## PROMPT:
For the entries that follow, say how many lines hold the string "sentences", with nothing else in the reply.

## Dataset entries:
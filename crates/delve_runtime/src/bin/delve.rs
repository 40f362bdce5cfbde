//! Delve CLI entry point.

use std::env;
use std::io;
use std::path::PathBuf;
use std::process::ExitCode;

use delve_engine::EngineConfig;
use delve_runtime::{Repl, Session, run_batch};
use tracing_subscriber::EnvFilter;

/// CLI configuration parsed from arguments.
#[derive(Default)]
struct CliConfig {
    load: Option<PathBuf>,
    batch_mode: bool,
    show_help: bool,
    show_version: bool,
    log_filter: Option<String>,
    max_sentence_length: Option<usize>,
}

fn main() -> ExitCode {
    let args: Vec<String> = env::args().collect();

    match run(args) {
        Ok(()) => ExitCode::SUCCESS,
        Err(e) => {
            eprintln!("\x1b[31mError: {e}\x1b[0m");
            ExitCode::FAILURE
        }
    }
}

fn value_of(args: &[String], i: usize, flag: &str) -> Result<String, Box<dyn std::error::Error>> {
    args.get(i)
        .cloned()
        .ok_or_else(|| format!("{flag} requires a value").into())
}

fn parse_args(args: Vec<String>) -> Result<CliConfig, Box<dyn std::error::Error>> {
    let mut config = CliConfig::default();

    let mut i = 1;
    while i < args.len() {
        match args[i].as_str() {
            "-h" | "--help" => config.show_help = true,
            "-V" | "--version" => config.show_version = true,
            "-b" | "--batch" => config.batch_mode = true,
            "--load" => {
                i += 1;
                config.load = Some(PathBuf::from(value_of(&args, i, "--load")?));
            }
            "--log" => {
                i += 1;
                config.log_filter = Some(value_of(&args, i, "--log")?);
            }
            "--max-sentence-length" => {
                i += 1;
                let value = value_of(&args, i, "--max-sentence-length")?;
                config.max_sentence_length = Some(
                    value
                        .parse()
                        .map_err(|_| format!("invalid --max-sentence-length value: {value}"))?,
                );
            }
            arg => return Err(format!("unknown argument: {arg}").into()),
        }
        i += 1;
    }

    Ok(config)
}

/// Installs the fmt subscriber. `--log` wins over `RUST_LOG`; the default
/// is `warn`.
fn init_tracing(filter: Option<&str>) -> Result<(), Box<dyn std::error::Error>> {
    let filter = match filter {
        Some(directives) => EnvFilter::try_new(directives)?,
        None => EnvFilter::try_from_default_env().unwrap_or_else(|_| EnvFilter::new("warn")),
    };
    tracing_subscriber::fmt()
        .with_env_filter(filter)
        .with_writer(io::stderr)
        .try_init()
        .map_err(|e| -> Box<dyn std::error::Error> { e })?;
    Ok(())
}

fn run(args: Vec<String>) -> Result<(), Box<dyn std::error::Error>> {
    let config = parse_args(args)?;

    if config.show_help {
        print_help();
        return Ok(());
    }

    if config.show_version {
        println!("delve {}", env!("CARGO_PKG_VERSION"));
        return Ok(());
    }

    init_tracing(config.log_filter.as_deref())?;

    let mut engine_config = EngineConfig::default();
    if let Some(limit) = config.max_sentence_length {
        engine_config = engine_config.with_max_sentence_length(limit);
    }

    let mut session = match &config.load {
        Some(path) => Session::open(path, engine_config)?,
        None => Session::sample(engine_config)?,
    };

    if config.batch_mode {
        run_batch(&mut session, io::stdin().lock(), io::stdout().lock())?;
        return Ok(());
    }

    let mut repl = Repl::new(session)?;
    if config.load.is_some() {
        repl = repl.without_banner();
    }
    repl.run()?;
    Ok(())
}

fn print_help() {
    println!(
        "\x1b[1mDelve\x1b[0m - Text-command dungeon engine

\x1b[1mUSAGE:\x1b[0m
    delve [OPTIONS]

\x1b[1mOPTIONS:\x1b[0m
    -h, --help                   Print help information
    -V, --version                Print version information
    -b, --batch                  Read sentences from stdin, no prompt
    --load <PATH>                Play a saved game instead of the sample dungeon
    --log <FILTER>               Log filter, e.g. delve_engine=debug (default: RUST_LOG, else warn)
    --max-sentence-length <N>    Reject longer sentences (default: 256)

\x1b[1mEXAMPLES:\x1b[0m
    delve                                Play the sample dungeon
    delve --load keep.msgpack            Continue a saved game
    echo 'move north' | delve --batch    Run one sentence and exit
    delve --log delve_engine=debug       Trace every resolved action

{}",
        delve_runtime::render::HELP
    );
}
//! Command resolution for free-form dungeon sentences.
//!
//! This crate turns input like "move north" or "attack goblin with rusty
//! sword" into a fully resolved [`Action`](delve_storage::Action).
//!
//! # Architecture
//!
//! ```text
//! "Attack Goblin with Rusty Sword"
//!          │
//!          ▼
//! ┌─────────────────┐
//! │ VOCABULARY      │  → attack, remainder "goblin with rusty sword"
//! └─────────────────┘
//!          │
//!          ▼
//! ┌─────────────────┐
//! │ TARGET          │  → monster goblin-instance (occupant of this location)
//! │ RESOLUTION      │  → weapon rusty-sword-instance (equipped by the actor)
//! └─────────────────┘
//!          │
//!          ▼
//! ┌─────────────────┐
//! │ ACTION          │  → Action { actor, location, Command::Attack { .. } }
//! └─────────────────┘
//! ```
//!
//! # Modules
//!
//! - [`vocabulary`] - Keyword extraction in fixed priority order
//! - [`matcher`] - Case-insensitive substring name matching
//! - [`resolver`] - Per-command target resolution

#![warn(missing_docs)]
#![warn(clippy::all)]
#![warn(clippy::pedantic)]

pub mod matcher;
pub mod resolver;
pub mod vocabulary;

pub use matcher::{Named, find_named};
pub use resolver::{ResolveArgs, resolve_action};
pub use vocabulary::{Sentence, extract_command};
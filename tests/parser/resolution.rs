//! Integration tests for target resolution over stored scenes

use delve_foundation::{Direction, ErrorKind};
use delve_parser::resolve_action;
use delve_storage::{ActorRef, AttackTarget, Command, LookTarget};
use proptest::prelude::*;

use crate::scene::scene;

// =============================================================================
// Move
// =============================================================================

#[test]
fn move_targets_the_stored_neighbor() {
    let mut scene = scene();
    let view = scene.hero_view();

    let action = resolve_action("move north", &view.args()).unwrap();
    assert_eq!(
        action.command,
        Command::Move {
            direction: Direction::North,
            location_instance_id: scene.north,
        }
    );
    assert_eq!(action.location_instance_id, scene.here);
    assert_eq!(action.actor, ActorRef::Character(scene.hero));

    // A bare keyword names no direction.
    let err = resolve_action("move", &view.args()).unwrap_err();
    assert!(matches!(err.kind, ErrorKind::UnresolvedTarget { .. }));

    let action = resolve_action("move carefully down", &view.args()).unwrap();
    assert_eq!(action.command.target_location(), Some(scene.down));
}

proptest! {
    #[test]
    fn move_succeeds_exactly_for_existing_exits(
        direction in prop::sample::select(Direction::ALL.to_vec()),
    ) {
        let mut scene = scene();
        let view = scene.hero_view();
        let result = resolve_action(&format!("move {direction}"), &view.args());

        match view.location.neighbor(direction) {
            Some(neighbor) => {
                let action = result.unwrap();
                prop_assert_eq!(action.command.target_location(), Some(neighbor));
            }
            None => {
                let err = result.unwrap_err();
                prop_assert!(
                    matches!(err.kind, ErrorKind::UnresolvedTarget { .. }),
                    "unexpected error kind"
                );
            }
        }
    }
}

// =============================================================================
// Look
// =============================================================================

#[test]
fn look_resolution_order() {
    let mut scene = scene();
    let view = scene.hero_view();

    let look = |sentence: &str| resolve_action(sentence, &view.args()).unwrap().command;

    assert!(matches!(
        look("look north at the troll"),
        Command::Look(LookTarget::Location { direction: Some(Direction::North), .. })
    ));
    // No exit east, so names are tried next.
    assert!(matches!(look("look east at the troll"), Command::Look(LookTarget::Monster(id)) if id == scene.troll));
    assert!(matches!(look("look at the lantern"), Command::Look(LookTarget::Object(_))));
    assert!(matches!(
        look("look at rival"),
        Command::Look(LookTarget::Character(id)) if id == scene.rival
    ));
    assert_eq!(
        look("look"),
        Command::Look(LookTarget::Location {
            location_instance_id: scene.here,
            direction: None,
        })
    );
}

#[test]
fn look_ignores_carried_objects() {
    let mut scene = scene();
    let view = scene.hero_view();

    // The troll's club is held, not on the floor, so looking falls back to the troll.
    let action = resolve_action("look at the troll's club", &view.args()).unwrap();
    assert_eq!(action.command, Command::Look(LookTarget::Monster(scene.troll)));
}

// =============================================================================
// Objects
// =============================================================================

#[test]
fn object_commands_use_the_right_sources() {
    let mut scene = scene();
    let view = scene.hero_view();
    let resolve = |sentence: &str| resolve_action(sentence, &view.args());

    assert!(matches!(resolve("stash rope").unwrap().command, Command::Stash { .. }));
    assert!(matches!(resolve("stash iron sword").unwrap().command, Command::Stash { .. }));
    assert!(resolve("stash bread").is_err());

    assert!(matches!(resolve("equip bread").unwrap().command, Command::Equip { .. }));
    assert!(matches!(resolve("equip lantern").unwrap().command, Command::Equip { .. }));
    assert!(resolve("equip iron sword").is_err());

    assert!(matches!(resolve("drop bread").unwrap().command, Command::Drop { .. }));
    assert!(matches!(resolve("drop iron sword").unwrap().command, Command::Drop { .. }));
    assert!(resolve("drop lantern").is_err());
    assert!(resolve("drop club").is_err());
}

// =============================================================================
// Attack
// =============================================================================

#[test]
fn attack_with_equipped_weapon() {
    let mut scene = scene();
    let view = scene.hero_view();

    let action = resolve_action("attack the troll with my iron sword", &view.args()).unwrap();
    let Command::Attack { target, weapon } = action.command else {
        panic!("expected attack");
    };
    assert_eq!(target, AttackTarget::Monster(scene.troll));
    assert!(weapon.is_some());
    assert_eq!(action.command.equipped_object(), weapon);

    // Bread is stashed, not equipped, so it is no weapon.
    let action = resolve_action("attack rival with bread", &view.args()).unwrap();
    assert_eq!(
        action.command,
        Command::Attack {
            target: AttackTarget::Character(scene.rival),
            weapon: None,
        }
    );
}

#[test]
fn monsters_resolve_from_their_own_view() {
    let mut scene = scene();
    let view = scene.view(ActorRef::Monster(scene.troll));
    assert_eq!(view.held.len(), 1);

    let action = resolve_action("attack hero with club", &view.args()).unwrap();
    assert_eq!(action.actor, ActorRef::Monster(scene.troll));
    assert!(matches!(
        action.command,
        Command::Attack { target: AttackTarget::Character(id), weapon: Some(_) } if id == scene.hero
    ));

    // A monster never targets itself.
    assert!(resolve_action("attack troll", &view.args()).is_err());
}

## EXERCISE RESULT:
3